Guthrie famously had the words "This machine kills fascists" printed on his guitar, and on several of the songs on Snider's new album, Cash Cabin Sessions, Vol. 3, he squarely aims his guitar at the creeping fascism he sees in America. He had been wanting to make a political record since 2016, and although only half the songs lean in that direction, there is one constant throughout the album: a man, his guitar, and the truth.

About the opener, Lilly Hiatt:

Written during a winter of deep stillness and self-reflection, Lilly Hiatt's striking new album, 'Walking Proof,' artfully balances the songwriter’s rough, rock and roll exterior with her tender, country roots, exuding a bold vulnerability as she takes a long, hard look in the mirror and deconstructs her relationship with herself and the world around her. Produced by former Cage the Elephant guitarist Lincoln Parish and featuring guest appearances from Amanda Shires, Aaron Lee Tasjan, and legendary songwriter John Hiatt (who appears on record with his daughter here for the very first time), the collection is fueled by longing and gratitude in equal measure, effortlessly shifting from gentle intimacy to brawny grit and back over the course of its eleven insightful tracks. Despite all the weighty themes, 'Walking Proof' still manages to emerge as a work of hope and optimism, offering both a newfound maturity and an abiding sense of calm in the face of chaos as Hiatt learns to make peace with just how much of life lies beyond her control.

"It's crucial to live and let live, to be able to accept things for what they are," says Hiatt. "Coming to terms with those sorts of boundaries has inspired a lot of growth in me lately, and I've realized that it leads to better outcomes both in relationships and in art. Things seem to bloom if you can just get out of your own way for long enough."

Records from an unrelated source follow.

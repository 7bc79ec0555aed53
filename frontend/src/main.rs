use yew::prelude::*;
use yew_router::prelude::*;
use uuid::Uuid;

mod api;
mod comments;
mod config;
mod featured;
mod home;
mod playlist_view;
mod popups;
mod premium;
mod storage;
mod styles;
mod vote_buttons;

use crate::{
    home::Home,
    playlist_view::PlaylistView,
    popups::PopupHost,
    premium::Premium,
    styles::*,
};

#[derive(Clone, Routable, PartialEq)]
pub enum Route {
    #[at("/")] Home,
    #[at("/playlist/:id")] Playlist { id: String },
    #[at("/premium")] Premium,
    #[not_found]
    #[at("/404")] NotFound,
}

#[derive(Properties, PartialEq)]
struct NavLinkProps {
    to: Route,
    label: &'static str,
}

#[function_component(NavLink)]
fn nav_link(props: &NavLinkProps) -> Html {
    let current_route = use_route::<Route>();

    html! {
        <Link<Route> to={props.to.clone()} classes={classes!(
            "text-base", "md:text-lg", "font-medium", "px-4", "py-2", "rounded-md",
            "transition-colors", "duration-200", "ease-in-out",
            "text-gray-200", "border", "border-transparent", "hover:border-blue-400", "hover:text-blue-400",
            if current_route.as_ref() == Some(&props.to) {
                "text-blue-400 border-blue-400 ring-2 ring-blue-500 ring-offset-1 ring-offset-gray-900"
            } else {
                ""
            }
        )}>
            {props.label}
        </Link<Route>>
    }
}

#[function_component(Navigation)]
fn navigation() -> Html {
    html! {
        <nav class="bg-gray-900 shadow-lg fixed top-0 w-full z-40">
            <div class="container mx-auto px-6 py-4 flex justify-center space-x-8">
                <NavLink to={Route::Home} label="Discover" />
                <NavLink to={Route::Premium} label="Premium" />
            </div>
        </nav>
    }
}

#[function_component(NotFound)]
fn not_found() -> Html {
    html! {
        <div class={CONTAINER_SM}>
            <div class={alert_style("error")}>{"Page not found"}</div>
            <Link<Route> to={Route::Home} classes={classes!(button_primary())}>{"Back to Discover"}</Link<Route>>
        </div>
    }
}

#[function_component(App)]
fn app() -> Html {
    html! {
        <BrowserRouter>
            <div class="min-h-screen bg-gray-900">
                <Navigation />
                <div class="pt-16">
                    <Switch<Route> render={switch} />
                </div>
                <PopupHost />
            </div>
        </BrowserRouter>
    }
}

fn switch(routes: Route) -> Html {
    match routes {
        Route::Home => html! { <Home /> },
        Route::Playlist { id } => match Uuid::parse_str(&id) {
            Ok(id) => html! { <PlaylistView {id} /> },
            Err(_) => html! { <NotFound /> },
        },
        Route::Premium => html! { <Premium /> },
        Route::NotFound => html! { <NotFound /> },
    }
}

fn main() {
    #[cfg(target_arch = "wasm32")]
    console_error_panic_hook::set_once();
    yew::Renderer::<App>::new().render();
}
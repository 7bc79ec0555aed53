use serde::{Serialize, Deserialize};

pub const FEATURE_MIN_VISITS: u32 = 2;
pub const POPUP_DELAY_MS: u32 = 1_500;

#[derive(Debug, Clone, Copy, PartialEq, Eq)]
pub struct FeatureAnnouncement {
    pub id: &'static str,
    pub title: &'static str,
    pub body: &'static str,
}

pub const CURRENT_FEATURE: FeatureAnnouncement = FeatureAnnouncement {
    id: "similar-playlists-v1",
    title: "Similar playlists",
    body: "Every playlist page now lists playlists that share its genres. Scroll past the comments to find your next favourite.",
};

#[derive(Debug, Clone, Copy, PartialEq, Eq)]
pub enum Popup {
    Welcome,
    Feature,
}

/// What a visitor has already seen, persisted by the client between visits.
#[derive(Debug, Clone, Default, PartialEq, Eq, Serialize, Deserialize)]
#[serde(rename_all = "camelCase", default)]
pub struct PopupHistory {
    pub visits: u32,
    pub welcome_dismissed: bool,
    pub dismissed_features: Vec<String>,
}

impl PopupHistory {
    pub fn record_visit(&mut self) {
        self.visits = self.visits.saturating_add(1);
    }

    pub fn next_popup(&self, announcement: &FeatureAnnouncement) -> Option<Popup> {
        if !self.welcome_dismissed {
            return Some(Popup::Welcome);
        }
        if self.visits >= FEATURE_MIN_VISITS
            && !self.dismissed_features.iter().any(|id| id == announcement.id)
        {
            return Some(Popup::Feature);
        }
        None
    }

    pub fn dismiss(&mut self, popup: Popup, announcement: &FeatureAnnouncement) {
        match popup {
            Popup::Welcome => self.welcome_dismissed = true,
            Popup::Feature => {
                if !self.dismissed_features.iter().any(|id| id == announcement.id) {
                    self.dismissed_features.push(announcement.id.to_string());
                }
            }
        }
    }
}
use rocket::{Request, catch, serde::json::Json};
use serde::Serialize;

#[derive(Serialize)]
pub struct ErrorMessage {
    error: String,
    status: u16,
}

fn message(error: &str, status: u16) -> Json<ErrorMessage> {
    Json(ErrorMessage { error: error.into(), status })
}

#[catch(400)]
pub fn bad_request(_req: &Request) -> Json<ErrorMessage> {
    message("Invalid request parameters.", 400)
}

#[catch(403)]
pub fn forbidden(_req: &Request) -> Json<ErrorMessage> {
    message("Access forbidden.", 403)
}

#[catch(404)]
pub fn not_found(_req: &Request) -> Json<ErrorMessage> {
    message("The requested resource was not found.", 404)
}

#[catch(422)]
pub fn unprocessable(req: &Request) -> Json<ErrorMessage> {
    let error_msg = match req.uri().path().segments().last() {
        Some("vote") => "Vote action must be \"up\" or \"down\".",
        Some("comments") => "Comment must include a body.",
        _ => "The request body could not be understood.",
    };
    message(error_msg, 422)
}

#[catch(429)]
pub fn too_many_requests(_req: &Request) -> Json<ErrorMessage> {
    message("Rate limit exceeded. Please wait before trying again.", 429)
}

#[catch(500)]
pub fn internal_error(_req: &Request) -> Json<ErrorMessage> {
    message("An internal server error occurred.", 500)
}
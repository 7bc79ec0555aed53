use serde::{de::DeserializeOwned, Serialize};
use uuid::Uuid;
use web_sys::Storage;
use crate::config::CONFIG;

fn local_storage() -> Option<Storage> {
    web_sys::window()?.local_storage().ok()?
}

pub fn load_json<T: DeserializeOwned>(key: &str) -> Option<T> {
    let raw = local_storage()?.get_item(key).ok()??;
    serde_json::from_str(&raw).ok()
}

pub fn store_json<T: Serialize>(key: &str, value: &T) {
    if let (Some(storage), Ok(raw)) = (local_storage(), serde_json::to_string(value)) {
        let _ = storage.set_item(key, &raw);
    }
}

/// Random per-browser id sent with every API call. Empty when storage is unavailable.
pub fn client_id() -> String {
    let Some(storage) = local_storage() else { return String::new() };
    if let Ok(Some(id)) = storage.get_item(CONFIG.client_id_key) {
        return id;
    }
    let id = Uuid::new_v4().to_string();
    match storage.set_item(CONFIG.client_id_key, &id) {
        Ok(()) => id,
        Err(_) => String::new(),
    }
}
use std::collections::{HashMap, VecDeque};
use std::sync::{Mutex, MutexGuard};
use tracing::{debug, error};
use uuid::Uuid;
use shared::models::*;
use shared::vote_logic::{self, VoteAction, VoteState};
use crate::processor::PlaylistProcessor;

#[derive(Debug, Clone, PartialEq, thiserror::Error)]
pub enum StoreError {
    #[error("Playlist not found")]
    NotFound,
    #[error("Store lock poisoned")]
    LockFailed,
    #[error("Invalid fixture data: {0}")]
    Fixtures(String),
}

#[derive(Debug, Default)]
struct StoreInner {
    playlists: HashMap<Uuid, Playlist>,
    order: Vec<Uuid>,
    votes: HashMap<(Uuid, String), VoteState>,
    comments: HashMap<Uuid, VecDeque<Comment>>,
}

impl StoreInner {
    fn playlist(&self, id: Uuid) -> Result<&Playlist, StoreError> {
        self.playlists.get(&id).ok_or(StoreError::NotFound)
    }

    fn comment_count(&self, id: Uuid) -> usize {
        self.comments.get(&id).map_or(0, VecDeque::len)
    }

    fn ordered(&self) -> impl Iterator<Item = &Playlist> {
        self.order.iter().filter_map(|id| self.playlists.get(id))
    }
}

/// Fixture-seeded playlists with the votes and comments made since startup.
#[derive(Debug)]
pub struct PlaylistStore {
    inner: Mutex<StoreInner>,
    plans: Vec<PremiumPlan>,
}

impl PlaylistStore {
    pub fn new(playlists: Vec<Playlist>, plans: Vec<PremiumPlan>) -> Result<Self, StoreError> {
        let mut inner = StoreInner::default();
        for playlist in playlists {
            if inner.playlists.contains_key(&playlist.id) {
                return Err(StoreError::Fixtures(format!("duplicate playlist id {}", playlist.id)));
            }
            inner.order.push(playlist.id);
            inner.playlists.insert(playlist.id, playlist);
        }
        Ok(Self { inner: Mutex::new(inner), plans })
    }

    fn lock(&self) -> Result<MutexGuard<'_, StoreInner>, StoreError> {
        self.inner.lock().map_err(|e| {
            error!("Failed to acquire store lock: {}", e);
            StoreError::LockFailed
        })
    }

    pub fn len(&self) -> Result<usize, StoreError> {
        Ok(self.lock()?.playlists.len())
    }

    pub fn ensure_exists(&self, id: Uuid) -> Result<(), StoreError> {
        self.lock()?.playlist(id).map(|_| ())
    }

    pub fn featured(&self, limit: usize) -> Result<Vec<PlaylistSummary>, StoreError> {
        let inner = self.lock()?;
        let mut playlists: Vec<_> = inner.ordered().collect();
        PlaylistProcessor::sort_featured(&mut playlists);
        Ok(playlists.into_iter()
            .take(limit)
            .map(|p| p.summary(inner.comment_count(p.id)))
            .collect())
    }

    pub fn detail(&self, id: Uuid, voter: &str) -> Result<PlaylistDetail, StoreError> {
        let inner = self.lock()?;
        let playlist = inner.playlist(id)?.clone();
        let user_vote = inner.votes.get(&(id, voter.to_string())).copied().unwrap_or_default();
        Ok(PlaylistDetail {
            playlist,
            comments: inner.comments.get(&id)
                .map(|comments| comments.iter().cloned().collect())
                .unwrap_or_default(),
            user_vote,
        })
    }

    pub fn similar(&self, id: Uuid, limit: usize) -> Result<Vec<PlaylistSummary>, StoreError> {
        let inner = self.lock()?;
        let target = inner.playlist(id)?;
        Ok(PlaylistProcessor::rank_similar(target, inner.ordered(), limit)
            .into_iter()
            .map(|p| p.summary(inner.comment_count(p.id)))
            .collect())
    }

    pub fn cast_vote(&self, id: Uuid, voter: &str, action: VoteAction) -> Result<VoteResponse, StoreError> {
        let mut inner = self.lock()?;
        let key = (id, voter.to_string());
        let current = inner.votes.get(&key).copied().unwrap_or_default();

        let playlist = inner.playlists.get_mut(&id).ok_or(StoreError::NotFound)?;
        let (score, next) = vote_logic::apply(playlist.score, current, action);
        playlist.score = score;

        if next == VoteState::None {
            inner.votes.remove(&key);
        } else {
            inner.votes.insert(key, next);
        }
        debug!("Vote {:?} on {}: {:?} -> {:?}, score {}", action, id, current, next, score);

        Ok(VoteResponse { playlist_id: id, score, user_vote: next })
    }

    pub fn add_comment(&self, comment: Comment) -> Result<Comment, StoreError> {
        let mut inner = self.lock()?;
        inner.playlist(comment.playlist_id)?;
        inner.comments.entry(comment.playlist_id).or_default().push_front(comment.clone());
        Ok(comment)
    }

    pub fn plans(&self) -> &[PremiumPlan] {
        &self.plans
    }
}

Things have been blooming for Hiatt in a big way lately. In 2017, she released her acclaimed third album, 'Trinity Lane,' a commercial and critical breakout that helped establish her as one of the leading voices to emerge East Nashville’s embarrassment of musical riches. Produced by Shovel & Rope's Michael Trent, the record earned Hiatt dates with the likes of John Prine, Margo Price, Drive-By Truckers, and Hiss Golden Messenger among others, and helped her secure festival slots everywhere from Pilgrimage and High Water to Luck Reunion and Wildwood Revival. NPR called the album "courageous and affecting," while The Independent raved that it showcased Hiatt's "gift for unpicking knotty lyrical themes in a personalised blend of countrified rock music," and Rolling Stone hailed it as "the most cohesive and declarative statement of the young songwriter’s career."